→ **Task goal**: Retype the data below without altering anything.
---------- Data to examine ----------
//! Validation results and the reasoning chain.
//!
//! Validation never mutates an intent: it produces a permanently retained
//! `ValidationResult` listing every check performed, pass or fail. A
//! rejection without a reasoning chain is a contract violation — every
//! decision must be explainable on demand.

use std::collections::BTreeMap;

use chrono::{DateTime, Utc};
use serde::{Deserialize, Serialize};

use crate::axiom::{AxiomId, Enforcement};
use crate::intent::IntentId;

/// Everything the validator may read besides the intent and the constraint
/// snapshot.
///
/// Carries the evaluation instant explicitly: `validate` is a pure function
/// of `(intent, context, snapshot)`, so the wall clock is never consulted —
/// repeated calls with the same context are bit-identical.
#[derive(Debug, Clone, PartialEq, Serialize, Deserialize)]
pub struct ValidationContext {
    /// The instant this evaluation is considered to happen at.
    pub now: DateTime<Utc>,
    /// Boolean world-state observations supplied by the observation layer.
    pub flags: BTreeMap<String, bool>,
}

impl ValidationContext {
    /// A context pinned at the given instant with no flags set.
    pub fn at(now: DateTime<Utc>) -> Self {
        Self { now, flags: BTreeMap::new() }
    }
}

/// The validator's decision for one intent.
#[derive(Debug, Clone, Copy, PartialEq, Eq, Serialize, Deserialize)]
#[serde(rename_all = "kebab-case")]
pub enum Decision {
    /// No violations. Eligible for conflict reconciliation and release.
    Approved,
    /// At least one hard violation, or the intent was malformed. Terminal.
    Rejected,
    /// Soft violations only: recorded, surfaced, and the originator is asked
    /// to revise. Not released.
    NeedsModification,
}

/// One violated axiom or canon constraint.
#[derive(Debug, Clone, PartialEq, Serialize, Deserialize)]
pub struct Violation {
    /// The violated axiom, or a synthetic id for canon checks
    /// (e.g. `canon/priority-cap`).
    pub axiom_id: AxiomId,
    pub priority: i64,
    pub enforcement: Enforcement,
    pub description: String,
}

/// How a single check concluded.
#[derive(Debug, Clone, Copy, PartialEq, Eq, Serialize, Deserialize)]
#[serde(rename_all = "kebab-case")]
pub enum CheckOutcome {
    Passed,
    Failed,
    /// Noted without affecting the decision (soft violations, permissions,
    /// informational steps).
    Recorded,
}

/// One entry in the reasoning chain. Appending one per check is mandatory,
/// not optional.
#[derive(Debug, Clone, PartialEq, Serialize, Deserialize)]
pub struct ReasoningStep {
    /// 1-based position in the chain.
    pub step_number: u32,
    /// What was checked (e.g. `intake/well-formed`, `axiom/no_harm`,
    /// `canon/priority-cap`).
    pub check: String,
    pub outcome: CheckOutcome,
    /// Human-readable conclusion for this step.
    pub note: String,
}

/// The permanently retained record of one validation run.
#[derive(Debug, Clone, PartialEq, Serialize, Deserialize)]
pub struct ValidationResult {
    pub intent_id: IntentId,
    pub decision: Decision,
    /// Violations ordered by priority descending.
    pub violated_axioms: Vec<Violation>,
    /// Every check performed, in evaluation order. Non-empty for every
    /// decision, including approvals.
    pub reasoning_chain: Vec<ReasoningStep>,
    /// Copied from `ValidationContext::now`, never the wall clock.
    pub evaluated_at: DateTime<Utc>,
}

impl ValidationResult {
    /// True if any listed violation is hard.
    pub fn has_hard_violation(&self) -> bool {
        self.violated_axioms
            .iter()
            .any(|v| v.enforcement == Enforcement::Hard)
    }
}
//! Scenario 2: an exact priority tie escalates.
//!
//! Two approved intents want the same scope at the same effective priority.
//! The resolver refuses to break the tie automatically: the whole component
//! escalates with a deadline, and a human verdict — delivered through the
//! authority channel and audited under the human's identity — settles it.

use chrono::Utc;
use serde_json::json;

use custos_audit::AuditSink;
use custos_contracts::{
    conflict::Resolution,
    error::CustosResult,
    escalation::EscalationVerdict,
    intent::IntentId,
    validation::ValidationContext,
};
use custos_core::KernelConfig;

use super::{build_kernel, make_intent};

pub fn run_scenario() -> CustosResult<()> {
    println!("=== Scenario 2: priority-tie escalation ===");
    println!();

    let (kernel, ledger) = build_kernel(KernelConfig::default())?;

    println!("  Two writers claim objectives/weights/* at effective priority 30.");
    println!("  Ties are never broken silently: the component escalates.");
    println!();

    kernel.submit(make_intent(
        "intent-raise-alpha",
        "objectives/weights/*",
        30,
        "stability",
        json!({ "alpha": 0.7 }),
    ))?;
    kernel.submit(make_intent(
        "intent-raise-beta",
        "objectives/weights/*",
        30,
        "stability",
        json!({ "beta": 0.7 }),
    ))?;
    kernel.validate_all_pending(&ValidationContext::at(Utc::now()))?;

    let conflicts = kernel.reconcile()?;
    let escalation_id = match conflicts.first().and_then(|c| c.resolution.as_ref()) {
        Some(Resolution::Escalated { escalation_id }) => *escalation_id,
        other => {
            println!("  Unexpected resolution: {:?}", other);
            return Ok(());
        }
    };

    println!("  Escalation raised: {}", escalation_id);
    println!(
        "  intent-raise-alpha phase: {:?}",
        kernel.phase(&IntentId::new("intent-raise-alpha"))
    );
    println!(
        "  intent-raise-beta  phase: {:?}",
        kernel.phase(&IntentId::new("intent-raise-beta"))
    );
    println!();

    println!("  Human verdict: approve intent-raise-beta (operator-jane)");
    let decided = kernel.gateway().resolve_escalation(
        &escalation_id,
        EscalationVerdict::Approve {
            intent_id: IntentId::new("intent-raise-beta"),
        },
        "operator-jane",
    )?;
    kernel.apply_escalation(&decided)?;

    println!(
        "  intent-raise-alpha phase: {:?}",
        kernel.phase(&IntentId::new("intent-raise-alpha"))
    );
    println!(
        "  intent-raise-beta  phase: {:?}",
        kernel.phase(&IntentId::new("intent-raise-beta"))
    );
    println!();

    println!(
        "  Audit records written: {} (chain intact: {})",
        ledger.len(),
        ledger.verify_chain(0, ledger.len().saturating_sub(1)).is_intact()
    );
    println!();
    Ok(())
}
----------
→ **Response area**:
//! Validation results and the reasoning chain.
//!
//! Validation never mutates an intent: it produces a permanently retained
//! `ValidationResult` listing every check performed, pass or fail. A
//! rejection without a reasoning chain is a contract violation — every
//! decision must be explainable on demand.

use std::collections::BTreeMap;

use chrono::{DateTime, Utc};
use serde::{Deserialize, Serialize};

use crate::axiom::{AxiomId, Enforcement};
use crate::intent::IntentId;

/// Everything the validator may read besides the intent and the constraint
/// snapshot.
///
/// Carries the evaluation instant explicitly: `validate` is a pure function
/// of `(intent, context, snapshot)`, so the wall clock is never consulted —
/// repeated calls with the same context are bit-identical.
#[derive(Debug, Clone, PartialEq, Serialize, Deserialize)]
pub struct ValidationContext {
    /// The instant this evaluation is considered to happen at.
    pub now: DateTime<Utc>,
    /// Boolean world-state observations supplied by the observation layer.
    pub flags: BTreeMap<String, bool>,
}

impl ValidationContext {
    /// A context pinned at the given instant with no flags set.
    pub fn at(now: DateTime<Utc>) -> Self {
        Self { now, flags: BTreeMap::new() }
    }
}

/// The validator's decision for one intent.
#[derive(Debug, Clone, Copy, PartialEq, Eq, Serialize, Deserialize)]
#[serde(rename_all = "kebab-case")]
pub enum Decision {
    /// No violations. Eligible for conflict reconciliation and release.
    Approved,
    /// At least one hard violation, or the intent was malformed. Terminal.
    Rejected,
    /// Soft violations only: recorded, surfaced, and the originator is asked
    /// to revise. Not released.
    NeedsModification,
}

/// One violated axiom or canon constraint.
#[derive(Debug, Clone, PartialEq, Serialize, Deserialize)]
pub struct Violation {
    /// The violated axiom, or a synthetic id for canon checks
    /// (e.g. `canon/priority-cap`).
    pub axiom_id: AxiomId,
    pub priority: i64,
    pub enforcement: Enforcement,
    pub description: String,
}

/// How a single check concluded.
#[derive(Debug, Clone, Copy, PartialEq, Eq, Serialize, Deserialize)]
#[serde(rename_all = "kebab-case")]
pub enum CheckOutcome {
    Passed,
    Failed,
    /// Noted without affecting the decision (soft violations, permissions,
    /// informational steps).
    Recorded,
}

/// One entry in the reasoning chain. Appending one per check is mandatory,
/// not optional.
#[derive(Debug, Clone, PartialEq, Serialize, Deserialize)]
pub struct ReasoningStep {
    /// 1-based position in the chain.
    pub step_number: u32,
    /// What was checked (e.g. `intake/well-formed`, `axiom/no_harm`,
    /// `canon/priority-cap`).
    pub check: String,
    pub outcome: CheckOutcome,
    /// Human-readable conclusion for this step.
    pub note: String,
}

/// The permanently retained record of one validation run.
#[derive(Debug, Clone, PartialEq, Serialize, Deserialize)]
pub struct ValidationResult {
    pub intent_id: IntentId,
    pub decision: Decision,
    /// Violations ordered by priority descending.
    pub violated_axioms: Vec<Violation>,
    /// Every check performed, in evaluation order. Non-empty for every
    /// decision, including approvals.
    pub reasoning_chain: Vec<ReasoningStep>,
    /// Copied from `ValidationContext::now`, never the wall clock.
    pub evaluated_at: DateTime<Utc>,
}

impl ValidationResult {
    /// True if any listed violation is hard.
    pub fn has_hard_violation(&self) -> bool {
        self.violated_axioms
            .iter()
            .any(|v| v.enforcement == Enforcement::Hard)
    }
}
//! Scenario 2: an exact priority tie escalates.
//!
//! Two approved intents want the same scope at the same effective priority.
//! The resolver refuses to break the tie automatically: the whole component
//! escalates with a deadline, and a human verdict — delivered through the
//! authority channel and audited under the human's identity — settles it.

use chrono::Utc;
use serde_json::json;

use custos_audit::AuditSink;
use custos_contracts::{
    conflict::Resolution,
    error::CustosResult,
    escalation::EscalationVerdict,
    intent::IntentId,
    validation::ValidationContext,
};
use custos_core::KernelConfig;

use super::{build_kernel, make_intent};

pub fn run_scenario() -> CustosResult<()> {
    println!("=== Scenario 2: priority-tie escalation ===");
    println!();

    let (kernel, ledger) = build_kernel(KernelConfig::default())?;

    println!("  Two writers claim objectives/weights/* at effective priority 30.");
    println!("  Ties are never broken silently: the component escalates.");
    println!();

    kernel.submit(make_intent(
        "intent-raise-alpha",
        "objectives/weights/*",
        30,
        "stability",
        json!({ "alpha": 0.7 }),
    ))?;
    kernel.submit(make_intent(
        "intent-raise-beta",
        "objectives/weights/*",
        30,
        "stability",
        json!({ "beta": 0.7 }),
    ))?;
    kernel.validate_all_pending(&ValidationContext::at(Utc::now()))?;

    let conflicts = kernel.reconcile()?;
    let escalation_id = match conflicts.first().and_then(|c| c.resolution.as_ref()) {
        Some(Resolution::Escalated { escalation_id }) => *escalation_id,
        other => {
            println!("  Unexpected resolution: {:?}", other);
            return Ok(());
        }
    };

    println!("  Escalation raised: {}", escalation_id);
    println!(
        "  intent-raise-alpha phase: {:?}",
        kernel.phase(&IntentId::new("intent-raise-alpha"))
    );
    println!(
        "  intent-raise-beta  phase: {:?}",
        kernel.phase(&IntentId::new("intent-raise-beta"))
    );
    println!();

    println!("  Human verdict: approve intent-raise-beta (operator-jane)");
    let decided = kernel.gateway().resolve_escalation(
        &escalation_id,
        EscalationVerdict::Approve {
            intent_id: IntentId::new("intent-raise-beta"),
        },
        "operator-jane",
    )?;
    kernel.apply_escalation(&decided)?;

    println!(
        "  intent-raise-alpha phase: {:?}",
        kernel.phase(&IntentId::new("intent-raise-alpha"))
    );
    println!(
        "  intent-raise-beta  phase: {:?}",
        kernel.phase(&IntentId::new("intent-raise-beta"))
    );
    println!();

    println!(
        "  Audit records written: {} (chain intact: {})",
        ledger.len(),
        ledger.verify_chain(0, ledger.len().saturating_sub(1)).is_intact()
    );
    println!();
    Ok(())
}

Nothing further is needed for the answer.